Exercise aim>
Give the lines below again exactly, starting with the line that holds "use crate::chunk::ChunkBlocks;" and going on through the line that holds "pub fn new(x: i64, y: i64, z: i64)".

● ● ● ● ● ● ●

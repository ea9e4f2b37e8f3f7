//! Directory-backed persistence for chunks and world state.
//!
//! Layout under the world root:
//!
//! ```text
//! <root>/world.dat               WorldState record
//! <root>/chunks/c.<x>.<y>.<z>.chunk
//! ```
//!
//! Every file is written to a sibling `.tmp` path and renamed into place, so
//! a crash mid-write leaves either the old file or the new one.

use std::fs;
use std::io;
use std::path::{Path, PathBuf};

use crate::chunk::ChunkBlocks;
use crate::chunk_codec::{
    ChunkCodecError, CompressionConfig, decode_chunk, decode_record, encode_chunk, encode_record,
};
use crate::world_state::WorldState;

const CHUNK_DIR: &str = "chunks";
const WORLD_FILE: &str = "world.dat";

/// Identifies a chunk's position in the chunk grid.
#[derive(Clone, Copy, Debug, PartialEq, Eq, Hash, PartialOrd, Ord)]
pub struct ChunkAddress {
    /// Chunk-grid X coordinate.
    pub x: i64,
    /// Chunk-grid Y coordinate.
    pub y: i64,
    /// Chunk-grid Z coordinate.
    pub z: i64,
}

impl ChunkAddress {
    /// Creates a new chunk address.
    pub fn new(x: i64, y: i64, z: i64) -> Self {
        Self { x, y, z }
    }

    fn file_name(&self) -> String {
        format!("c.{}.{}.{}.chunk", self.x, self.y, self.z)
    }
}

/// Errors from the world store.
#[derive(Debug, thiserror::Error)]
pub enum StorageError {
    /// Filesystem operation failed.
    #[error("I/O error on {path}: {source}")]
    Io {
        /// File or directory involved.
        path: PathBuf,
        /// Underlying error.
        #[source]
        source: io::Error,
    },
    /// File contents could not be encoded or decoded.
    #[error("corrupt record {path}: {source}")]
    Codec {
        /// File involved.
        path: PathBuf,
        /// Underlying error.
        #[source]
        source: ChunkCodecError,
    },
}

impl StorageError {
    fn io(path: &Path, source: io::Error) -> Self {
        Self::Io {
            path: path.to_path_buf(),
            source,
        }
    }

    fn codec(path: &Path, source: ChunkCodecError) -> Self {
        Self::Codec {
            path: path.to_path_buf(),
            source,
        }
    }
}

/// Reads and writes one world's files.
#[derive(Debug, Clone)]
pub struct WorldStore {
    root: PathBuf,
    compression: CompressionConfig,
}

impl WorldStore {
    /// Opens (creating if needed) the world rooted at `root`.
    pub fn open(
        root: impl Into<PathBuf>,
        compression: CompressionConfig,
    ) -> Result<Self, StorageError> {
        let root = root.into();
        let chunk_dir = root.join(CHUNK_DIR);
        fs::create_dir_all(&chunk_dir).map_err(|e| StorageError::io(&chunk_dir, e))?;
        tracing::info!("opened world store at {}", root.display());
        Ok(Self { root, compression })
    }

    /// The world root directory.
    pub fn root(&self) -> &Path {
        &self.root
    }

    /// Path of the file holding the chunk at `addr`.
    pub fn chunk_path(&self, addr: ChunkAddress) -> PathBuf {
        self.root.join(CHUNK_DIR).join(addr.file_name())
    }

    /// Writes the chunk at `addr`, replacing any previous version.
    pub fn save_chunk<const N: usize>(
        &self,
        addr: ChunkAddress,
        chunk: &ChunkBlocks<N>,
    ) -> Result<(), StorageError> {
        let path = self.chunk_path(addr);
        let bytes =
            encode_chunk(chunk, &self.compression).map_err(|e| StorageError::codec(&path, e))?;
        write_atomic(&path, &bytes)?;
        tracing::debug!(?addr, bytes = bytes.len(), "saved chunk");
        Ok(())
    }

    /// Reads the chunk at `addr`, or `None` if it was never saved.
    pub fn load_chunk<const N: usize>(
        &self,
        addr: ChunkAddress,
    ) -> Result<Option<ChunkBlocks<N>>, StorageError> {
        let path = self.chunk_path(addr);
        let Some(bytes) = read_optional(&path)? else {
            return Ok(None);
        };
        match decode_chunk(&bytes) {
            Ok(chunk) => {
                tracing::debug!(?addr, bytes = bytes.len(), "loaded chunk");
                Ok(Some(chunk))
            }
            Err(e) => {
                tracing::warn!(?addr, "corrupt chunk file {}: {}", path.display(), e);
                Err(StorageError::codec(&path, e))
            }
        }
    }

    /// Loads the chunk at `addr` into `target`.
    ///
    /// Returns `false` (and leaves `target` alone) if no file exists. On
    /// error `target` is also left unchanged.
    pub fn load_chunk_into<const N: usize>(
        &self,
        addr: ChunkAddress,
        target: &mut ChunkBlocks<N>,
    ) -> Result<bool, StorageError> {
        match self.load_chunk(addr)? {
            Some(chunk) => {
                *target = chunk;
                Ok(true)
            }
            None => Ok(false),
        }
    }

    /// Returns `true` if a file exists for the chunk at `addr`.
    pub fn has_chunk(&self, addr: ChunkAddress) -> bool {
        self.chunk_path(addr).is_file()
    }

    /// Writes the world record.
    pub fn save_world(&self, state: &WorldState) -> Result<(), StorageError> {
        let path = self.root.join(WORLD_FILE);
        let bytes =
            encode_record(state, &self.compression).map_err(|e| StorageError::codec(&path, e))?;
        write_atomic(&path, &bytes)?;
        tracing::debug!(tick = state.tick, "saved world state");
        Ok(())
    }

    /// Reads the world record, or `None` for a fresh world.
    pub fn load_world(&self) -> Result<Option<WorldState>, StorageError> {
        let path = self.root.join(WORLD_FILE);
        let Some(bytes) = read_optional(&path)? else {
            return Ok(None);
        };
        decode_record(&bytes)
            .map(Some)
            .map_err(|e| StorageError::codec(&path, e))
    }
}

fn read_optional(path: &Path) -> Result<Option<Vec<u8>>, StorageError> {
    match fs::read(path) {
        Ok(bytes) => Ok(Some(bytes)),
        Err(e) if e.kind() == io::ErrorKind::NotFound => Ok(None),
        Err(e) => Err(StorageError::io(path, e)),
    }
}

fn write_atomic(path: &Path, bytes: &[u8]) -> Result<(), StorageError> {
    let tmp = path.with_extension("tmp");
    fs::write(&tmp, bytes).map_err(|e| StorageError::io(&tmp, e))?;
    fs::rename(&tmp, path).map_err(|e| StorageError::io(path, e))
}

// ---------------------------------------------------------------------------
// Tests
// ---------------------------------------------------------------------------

● ● ● ● ● ● ●

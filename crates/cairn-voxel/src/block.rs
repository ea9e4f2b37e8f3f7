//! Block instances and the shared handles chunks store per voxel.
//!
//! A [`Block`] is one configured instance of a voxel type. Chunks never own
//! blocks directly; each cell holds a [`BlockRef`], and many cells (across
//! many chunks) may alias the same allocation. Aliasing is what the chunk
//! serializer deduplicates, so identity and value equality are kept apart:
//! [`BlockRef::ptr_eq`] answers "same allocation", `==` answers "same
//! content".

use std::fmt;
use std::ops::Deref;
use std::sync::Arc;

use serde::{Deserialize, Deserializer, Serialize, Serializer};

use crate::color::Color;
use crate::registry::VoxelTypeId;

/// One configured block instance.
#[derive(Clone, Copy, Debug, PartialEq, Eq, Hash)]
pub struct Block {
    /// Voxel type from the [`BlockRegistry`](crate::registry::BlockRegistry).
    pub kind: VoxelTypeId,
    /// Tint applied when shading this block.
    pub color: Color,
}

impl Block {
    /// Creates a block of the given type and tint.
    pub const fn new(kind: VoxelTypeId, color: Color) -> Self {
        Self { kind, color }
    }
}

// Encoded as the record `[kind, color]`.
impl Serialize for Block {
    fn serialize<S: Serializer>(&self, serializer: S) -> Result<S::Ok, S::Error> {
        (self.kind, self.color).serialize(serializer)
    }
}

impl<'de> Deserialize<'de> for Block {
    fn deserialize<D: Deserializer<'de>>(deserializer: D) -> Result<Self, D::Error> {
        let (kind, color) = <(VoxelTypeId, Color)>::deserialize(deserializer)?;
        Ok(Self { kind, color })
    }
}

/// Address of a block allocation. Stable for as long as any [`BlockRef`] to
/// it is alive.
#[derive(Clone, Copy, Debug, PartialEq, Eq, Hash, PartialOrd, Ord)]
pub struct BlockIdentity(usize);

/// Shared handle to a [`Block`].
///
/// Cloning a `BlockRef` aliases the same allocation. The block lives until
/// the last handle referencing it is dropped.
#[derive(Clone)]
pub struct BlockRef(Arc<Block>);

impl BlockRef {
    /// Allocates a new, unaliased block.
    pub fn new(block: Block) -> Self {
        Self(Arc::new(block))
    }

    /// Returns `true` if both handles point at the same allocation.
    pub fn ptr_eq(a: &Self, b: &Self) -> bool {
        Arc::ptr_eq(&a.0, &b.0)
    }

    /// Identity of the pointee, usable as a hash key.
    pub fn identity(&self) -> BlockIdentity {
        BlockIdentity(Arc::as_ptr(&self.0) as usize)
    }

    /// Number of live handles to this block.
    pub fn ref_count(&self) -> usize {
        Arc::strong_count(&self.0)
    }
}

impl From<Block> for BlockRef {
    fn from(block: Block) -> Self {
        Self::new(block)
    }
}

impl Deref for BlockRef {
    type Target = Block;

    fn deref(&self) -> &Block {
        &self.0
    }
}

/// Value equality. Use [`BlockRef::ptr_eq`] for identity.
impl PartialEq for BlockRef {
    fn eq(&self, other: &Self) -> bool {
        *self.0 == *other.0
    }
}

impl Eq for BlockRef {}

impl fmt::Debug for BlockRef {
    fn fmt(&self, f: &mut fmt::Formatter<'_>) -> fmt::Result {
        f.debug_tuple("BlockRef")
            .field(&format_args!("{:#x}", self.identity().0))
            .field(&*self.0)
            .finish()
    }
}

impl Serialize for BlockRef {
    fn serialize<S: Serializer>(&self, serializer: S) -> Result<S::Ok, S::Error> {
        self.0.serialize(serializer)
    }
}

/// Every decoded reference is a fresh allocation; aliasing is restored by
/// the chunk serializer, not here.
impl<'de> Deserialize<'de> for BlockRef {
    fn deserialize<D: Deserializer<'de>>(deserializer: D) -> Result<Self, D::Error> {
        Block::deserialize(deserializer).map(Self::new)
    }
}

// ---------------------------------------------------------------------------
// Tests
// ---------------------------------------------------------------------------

● ● ● ● ● ● ●

Response for this exercise>
use crate::chunk::ChunkBlocks;
use crate::chunk_codec::{
    ChunkCodecError, CompressionConfig, decode_chunk, decode_record, encode_chunk, encode_record,
};
use crate::world_state::WorldState;

const CHUNK_DIR: &str = "chunks";
const WORLD_FILE: &str = "world.dat";

/// Identifies a chunk's position in the chunk grid.
#[derive(Clone, Copy, Debug, PartialEq, Eq, Hash, PartialOrd, Ord)]
pub struct ChunkAddress {
    /// Chunk-grid X coordinate.
    pub x: i64,
    /// Chunk-grid Y coordinate.
    pub y: i64,
    /// Chunk-grid Z coordinate.
    pub z: i64,
}

impl ChunkAddress {
    /// Creates a new chunk address.
    pub fn new(x: i64, y: i64, z: i64) -> Self {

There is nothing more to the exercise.